This biography is reprinted with kind permission from Constructing Scientific Communities. It was written by Dr Alison Moulds.
Born: 9 July 1869, India
Died: Unknown
Country most active: India
Also known as: Mrs. Dissent Barnes
One medical woman who I unearthed during my research proved to be relatively invisible in scholarship and to have little digital presence. This was Florence Dissent (later Dissent-Barnes), an Anglo-Indian practitioner in the late nineteenth and early twentieth century. I first encountered Dissent in the pages of the Indian Medical Record, which devoted a full-page illustrated biography to her when she was just 26 years old.
Dissent was born on 9 July 1869 in Calcutta, the then-capital of British India. She was initially educated at home and between the ages of 8 and 14 was a pupil at Loreto Convent, an all-girls Roman Catholic school. Dissent qualified in medicine in Europe. She received her MD from Brussels and was licensed through the Scottish Triple Qualification from the Royal College of Physicians of Edinburgh, the Royal College of Surgeons of Edinburgh, and the Royal College of Physicians and Surgeons of Glasgow.
Back in India, she was attached to the National Association for Supplying Medical Aid to the Women of India (commonly known as the Dufferin Fund, after the Viceroy’s wife), and later the state-funded Women’s Medical Service for India (established in 1913). At the outset of her career, Dissent worked at the Dufferin Hospital for women in Allahbad. In 1891, the Indian Medical Gazette featured her clinical observations from practice there, printing ‘Two Cases of Large Uterine Polypus’ in its ‘A Mirror of Hospital Practice’ column. She published under the name ‘Miss’, indicating that she practised as a surgeon.
As mentioned, Dissent was the subject of a full-page biographical sketch in the Indian Medical Record (IMR) in 1895. The article charted her personal and professional achievements and also framed her as source of inspiration for the Anglo-Indian community and for aspiring medical women. It suggested she was a ‘striking illustration’ of ‘what can be accomplished by patient self-denial on the part of Anglo-Indian parents with only limited means at their command’. The term Anglo-Indian typically referred to those of British descent who were born, raised or long-domiciled in India, or sometimes to those of mixed racial heritage. The Anglo-Indian community faced prejudice and struggled to secure appointments in the medical or civil services unless they could afford to travel to London to take the entrance exams.
Reflecting on the medical-woman movement, the article argued, ‘[m]any avenues of work are open for our girls, but none offers so splendid an opportunity for usefulness to women in any other part of the world, as medical practice by women among women of India’. Medical women were typically valued for their ability to attend female patients who observed purdah or zenana, practices of veiling and segregation. The article continued: ‘The zenanas will remain closed to men physicians for another century, and all this while women physicians have to themselves an unexplored field of service that is unsurpassed in its possibilities for doing good’. Some commentators contested the idea that Indian women were reluctant or unwilling to be attended by medical men, but the idea of an appetite or need for female practitioners was successfully mobilised by the medical-woman movement and its supporters. The IMR article is especially enthusiastic in its advocacy here.

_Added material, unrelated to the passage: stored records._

//! Logging setup for the executables
//!
//! All crates log through the `log` facade. Executables call [`logger_init`] once, after the
//! session has been created, which sends every record both to the terminal and to the session's
//! log file.
//!
//! The minimum level can be lowered at run time with the `QUAD_LOG_LEVEL` environment variable
//! (`trace`, `debug`, `info`), for instance to see per-tick controller output on the bench.

// ---------------------------------------------------------------------------
// IMPORTS
// ---------------------------------------------------------------------------

use colored::{ColoredString, Colorize};
use log::{info, warn, Level};
use std::env;
use thiserror::Error;

use crate::session::{self, Session};

pub use log::LevelFilter;

// ---------------------------------------------------------------------------
// CONSTANTS
// ---------------------------------------------------------------------------

/// Environment variable overriding the minimum log level.
pub const LOG_LEVEL_ENV_VAR: &str = "QUAD_LOG_LEVEL";

// ---------------------------------------------------------------------------
// ENUMERATIONS
// ---------------------------------------------------------------------------

#[derive(Debug, Error)]
pub enum LoggerInitError {
    #[error("The minimum log level must be INFO or lower, found {0}")]
    InvalidMinLogLevel(LevelFilter),

    #[error("Could not open the log file: {0}")]
    LogFileInitError(std::io::Error),

    #[error("A logger has already been set: {0}")]
    FernInitError(log::SetLoggerError),
}

// ---------------------------------------------------------------------------
// PUBLIC FUNCTIONS
// ---------------------------------------------------------------------------

/// Initialise the logger for this execution.
///
/// Every line is stamped with the number of seconds since the session epoch. Records below
/// `INFO` also show their target, so per-tick output can be traced to its module.
///
/// Warnings, errors and info must always be logged, so `min_level` may not be above `INFO`.
/// Only one logger can be installed per process.
pub fn logger_init(min_level: LevelFilter, session: &Session) -> Result<(), LoggerInitError> {
    if min_level < Level::Info {
        return Err(LoggerInitError::InvalidMinLogLevel(min_level));
    }

    let env_level = env::var(LOG_LEVEL_ENV_VAR).ok();
    let level = match env_level.as_deref().map(parse_level) {
        Some(Some(l)) => l,
        _ => min_level,
    };

    let log_file =
        fern::log_file(&session.log_file_path).map_err(LoggerInitError::LogFileInitError)?;

    fern::Dispatch::new()
        .format(|out, message, record| {
            let t = session::get_elapsed_seconds();
            let tag = level_tag(record.level());

            if record.level() > Level::Info {
                out.finish(format_args!(
                    "[{:10.6} {}] {}: {}",
                    t,
                    tag,
                    record.target(),
                    message
                ))
            } else {
                out.finish(format_args!("[{:10.6} {}] {}", t, tag, message))
            }
        })
        .level(level)
        .chain(std::io::stdout())
        .chain(log_file)
        .apply()
        .map_err(LoggerInitError::FernInitError)?;

    info!("Logging to {:?} at {:?}", session.log_file_path, level);
    if let (Some(v), None) = (&env_level, env_level.as_deref().and_then(parse_level)) {
        warn!("Ignoring {}=\"{}\", expected trace, debug or info", LOG_LEVEL_ENV_VAR, v);
    }

    Ok(())
}

// ---------------------------------------------------------------------------
// PRIVATE FUNCTIONS
// ---------------------------------------------------------------------------

/// Parse a level name, only accepting levels which keep info and above.
fn parse_level(name: &str) -> Option<LevelFilter> {
    match name.trim().to_lowercase().as_str() {
        "trace" => Some(LevelFilter::Trace),
        "debug" => Some(LevelFilter::Debug),
        "info" => Some(LevelFilter::Info),
        _ => None,
    }
}

/// Short coloured tag for a level.
fn level_tag(level: Level) -> ColoredString {
    match level {
        Level::Trace => "TRC".dimmed().italic(),
        Level::Debug => "DBG".dimmed(),
        Level::Info => "INF".normal(),
        Level::Warn => "WRN".yellow(),
        Level::Error => "ERR".red().bold(),
    }
}

#[cfg(test)]
mod test {
    use super::*;

    #[test]
    fn test_parse_level() {
        assert_eq!(parse_level("TRACE"), Some(LevelFilter::Trace));
        assert_eq!(parse_level(" debug "), Some(LevelFilter::Debug));
        assert_eq!(parse_level("warn"), None);
        assert_eq!(parse_level(""), None);
    }
}
//! # Autotune
//!
//! An autotune session identifies the ultimate point of one axis and synthesises new gains from
//! it. Sessions are owned by the PID law while it is identifying and consumed once they have an
//! outcome.

// ---------------------------------------------------------------------------
// MODULES
// ---------------------------------------------------------------------------

mod relay;
mod synthesis;

// ---------------------------------------------------------------------------
// IMPORTS
// ---------------------------------------------------------------------------

use chrono::Utc;
use serde::{Deserialize, Serialize};

pub use relay::*;
pub use synthesis::*;

use super::{Axis, ControlGains};

// ---------------------------------------------------------------------------
// DATA STRUCTURES
// ---------------------------------------------------------------------------

/// Which axis to tune and how.
#[derive(Debug, Clone, Copy, PartialEq, Eq, Serialize, Deserialize)]
pub struct AutotuneRequest {
    pub axis: Axis,
    pub identification: IdentificationMethod,
    pub synthesis: SynthesisMethod,
}

/// A running autotune session.
#[derive(Debug)]
pub struct AutotuneSession {
    pub request: AutotuneRequest,
    identification: RelayIdentification,
}

/// Outcome of a successful session, saved to the session directory.
#[derive(Debug, Clone, Serialize)]
pub struct AutotuneRecord {
    /// RFC 3339 UTC time the session completed at
    pub completed_at: String,

    pub request: AutotuneRequest,
    pub ultimate: UltimatePoint,
    pub gains: ControlGains,
}

// ---------------------------------------------------------------------------
// ENUMERATIONS
// ---------------------------------------------------------------------------

#[derive(Debug, Clone, Copy, PartialEq, Eq, Serialize, Deserialize)]
#[serde(rename_all = "snake_case")]
pub enum IdentificationMethod {
    /// Relay feedback with hysteresis
    Relay,
}

// ---------------------------------------------------------------------------
// IMPLEMENTATIONS
// ---------------------------------------------------------------------------

impl AutotuneRecord {
    /// Record a session completing now.
    pub fn new(request: AutotuneRequest, ultimate: UltimatePoint, gains: ControlGains) -> Self {
        Self {
            completed_at: Utc::now().to_rfc3339(),
            request,
            ultimate,
            gains,
        }
    }
}

impl AutotuneSession {
    pub fn new(request: AutotuneRequest, relay: RelayParams, period_s: f64, u0: f64) -> Self {
        let identification = match request.identification {
            IdentificationMethod::Relay => RelayIdentification::new(relay, period_s, u0),
        };

        Self {
            request,
            identification,
        }
    }

    /// Feed one tick of the tuned axis error, returning the command for that axis.
    pub fn step(&mut self, error: f64) -> f64 {
        self.identification.step(error)
    }

    /// `None` while identification is running.
    pub fn outcome(&self) -> Option<Result<UltimatePoint, IdentificationError>> {
        self.identification.outcome()
    }
}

When I added my entry on Dissent to Wikipedia, I was surprised and overjoyed to find that another editor quickly waded in with more information on her. This unknown contributor pointed out that in 1912, social reformers Sidney and Beatrice Webb visited Dissent’s hospital for women and children in Bhopal. They noted that Dissent was involved in training dais (native midwives), at the orders of the Begum. While the Webbs were highly pejorative towards the dais, characterising them as ‘ignorant and superstitious’, they do not provide an insight into Dissent’s attitudes. I found it remarkable that someone in the Wiki-editing community knew about Dissent when she was generally so forgotten.
Resurrecting Dissent’s career trajectory relies on patchy information, but I also found that in 1922 she was attached to the Government of Bombay to inquire into the maternity conditions of industrial women workers. A year later, her report on this subject was published in the Bombay Labour Gazette.
At some point she seems to have married, for she published first under the name ‘Miss Dissent’ and later under ‘Mrs Dissent Barnes’. When so many historical (and modern-day) women are represented as adjuncts to better-known husbands, it is refreshing to find that the record of her medical work outstrips anything about her romantic life.